The reason I left, more than anything, was the metric shunning. The knowing who and how many people hated me and how unpopular I was. In real time, I could tell who was blocking me, unfriending me, and the response to my online interactions which was a source of eternal misery. Many people agree. Today, we are in the nascence of whatever the internet is going to be. Traditional social media carries with it everything painful about human society and makes it worse so people are going to turn to the platforms where they can get more of what they want and less of what they don’t. WordPress, Wix, Mailchimp, Youtube, Instagram, Twitter, webmail, and just texting are seeming to be the new online avatars for people.
On WordPress, you’re selling to an audience whose truly interested unlike Facebook where no one really cares. I agree, it’s great to stay in touch with people from long ago and occasionally catch-up. I’m not like others who say that you should forget acquaintances from high school. Y’all should get coffee if y’all happen to see each other on the street yet there is no reason care about their daily routine.

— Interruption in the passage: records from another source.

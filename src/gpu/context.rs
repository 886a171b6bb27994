// SPDX-License-Identifier: GPL-3.0-only

//! Context lifecycle interface
//!
//! The conversion core never creates contexts. It relies on a
//! [`GraphicsContext`] to bind one to a window and to tell it, through
//! [`ContextStatus::Reinit`], when the capability table has to be rebuilt.

use super::extensions::ExtensionFunctions;
use super::loader::{OfflineResolver, ProcResolver};
use std::cell::Cell;
use tracing::{debug, warn};

/// Native window identifier (an X11 `Window`, a Win32 `HWND`, ...)
pub type WindowHandle = u64;

/// Outcome of binding a context to a window
#[derive(Debug, Clone, Copy, PartialEq, Eq)]
pub enum ContextStatus {
    /// No usable context; nothing changed
    Failed,
    /// The existing context was kept; resolved functions stay valid
    Ok,
    /// A new context is current; capability resolution must run again
    Reinit,
}

impl ContextStatus {
    pub fn needs_reinit(self) -> bool {
        self == ContextStatus::Reinit
    }
}

/// A GL context bound to a native window
pub trait GraphicsContext {
    /// Acquire a context for `window`, or transfer the current one to it
    fn set_window(&mut self, window: WindowHandle) -> ContextStatus;

    /// Finish pending work, unbind and destroy the context
    fn release(&mut self);

    fn swap_buffers(&self);

    /// Name resolver valid for the current context
    fn resolver(&self) -> &dyn ProcResolver;

    /// Extension names reported by the window system rather than the driver
    fn extra_extensions(&self) -> Option<&str>;

    /// Rebuild a capability table for the current context
    fn resolve_functions(&self, driver_extensions: Option<&str>) -> ExtensionFunctions {
        ExtensionFunctions::resolve(
            Some(self.resolver()),
            driver_extensions,
            self.extra_extensions(),
        )
    }
}

/// Context without a window system
///
/// Behaves like a windowed context for lifecycle purposes: the first window
/// gets a fresh context (`Reinit`), the same window again keeps it (`Ok`), a
/// different window forces a new one. Window `0` is invalid. Names resolve
/// through an [`OfflineResolver`].
#[derive(Debug, Default)]
pub struct OfflineContext {
    window: Option<WindowHandle>,
    resolver: OfflineResolver,
    extra_extensions: Option<String>,
    swaps: Cell<u64>,
}

impl OfflineContext {
    pub fn new(resolver: OfflineResolver, extra_extensions: Option<String>) -> Self {
        Self {
            window: None,
            resolver,
            extra_extensions,
            swaps: Cell::new(0),
        }
    }

    pub fn window(&self) -> Option<WindowHandle> {
        self.window
    }

    /// Number of presented frames
    pub fn swap_count(&self) -> u64 {
        self.swaps.get()
    }
}

impl GraphicsContext for OfflineContext {
    fn set_window(&mut self, window: WindowHandle) -> ContextStatus {
        if window == 0 {
            warn!("Cannot bind a context to window 0");
            return ContextStatus::Failed;
        }
        if self.window == Some(window) {
            return ContextStatus::Ok;
        }
        debug!(window, "Offline context (re)created");
        self.window = Some(window);
        ContextStatus::Reinit
    }

    fn release(&mut self) {
        self.window = None;
    }

    fn swap_buffers(&self) {
        if self.window.is_some() {
            self.swaps.set(self.swaps.get() + 1);
        }
    }

    fn resolver(&self) -> &dyn ProcResolver {
        &self.resolver
    }

    fn extra_extensions(&self) -> Option<&str> {
        self.extra_extensions.as_deref()
    }
}

#[cfg(test)]
mod tests {
    use super::*;
    use crate::gpu::extensions::ExtFunc;

    #[test]
    fn test_lifecycle_statuses() {
        let mut ctx = OfflineContext::default();
        assert_eq!(ctx.set_window(0), ContextStatus::Failed);
        assert_eq!(ctx.set_window(7), ContextStatus::Reinit);
        assert_eq!(ctx.set_window(7), ContextStatus::Ok);
        assert!(ctx.set_window(9).needs_reinit());
        ctx.release();
        assert_eq!(ctx.window(), None);
        assert_eq!(ctx.set_window(9), ContextStatus::Reinit);
    }

    #[test]
    fn test_swaps_only_counted_with_window() {
        let mut ctx = OfflineContext::default();
        ctx.swap_buffers();
        ctx.set_window(1);
        ctx.swap_buffers();
        assert_eq!(ctx.swap_count(), 1);
    }

    #[test]
    fn test_extra_extensions_reach_resolver() {
        let ctx = OfflineContext::new(
            OfflineResolver::all(),
            Some("GLX_SGI_swap_control".to_string()),
        );
        let table = ctx.resolve_functions(Some("GL_ARB_multitexture"));
        assert!(table.is_available(ExtFunc::SwapInterval));
        assert!(table.has_extension("GL_ARB_multitexture"));
    }
}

This is to say the internet is now becoming a place where people don’t use it to socialize, generally, but to target people with their own specific interests. Bloggers and small businesses use website platforms like this and others with dummy accounts follow them. Every article of information is more meaningful than Facebook because stuff on a blogging or business website isn’t used to narrate mundaneness but actually useful information. So, people are turning to online platforms more for useful information than useless information. The same goes for the email platforms like the various webmails, Listserve, MailChimp, and others. People email each other, mostly, with useful information.
Facebook is declining among its original demographics and will likely fall into more disuse in the same order of demographics that it came into popularity with. The exciting idea of going to a party with friends like every second loses its glisten once the reality sinks in. That hasn’t happened for Thailand or Kenya, yet. However, as the same problems inevitably arise in the less developed areas of the world, Facebook will die off. That is the platform. The company will likely survive by buying subsidiaries and shares of other companies. I wouldn’t be surprised if Facebook became a conglomerate that was involved mostly in tech investment and had an assortment of website and email platforms. That said, its market share will decline substantially even if it only sinks to the B-list and doesn’t completely fade away.
Its ad revenue also can’t compete with freemiums. That is online platforms with a free basic package that charge for nicer amenities which is the way most online platforms work now. The online marketplace has learned how to charge money for things outside of advertising but Facebook has nothing to offer worth buying. A simpler version of Facebook wouldn’t work for the most basic functions of a social networking platform so it either relies on advertising revenue and selling data but it can’t sell its own product to consumers and must host it for free. Unless a freemium version of a website has workable functions for its most basic uses, it cannot sell its own product. Which means slowly Facebook will become a less profitable platform for investors compared to others and the investors will go to other platforms. This would only concern the traditional part of Facebook, that is the subsidiary that runs it.
The death of Facebook is not going to be the downfall of the company but that isn’t the importance of the downfall. The importance of the downfall is that without traditional social networking, society will greatly change. Much of the misery of the 2010s decade will be over. The electioneering of 2016 will pass away, for the most part. I lack the wisdom to make the predictions of what will happen so I can only say that 2020’s will be defined by the transition away from traditional social networking as much as the 2010s was defined by its normalization and mainstreaming.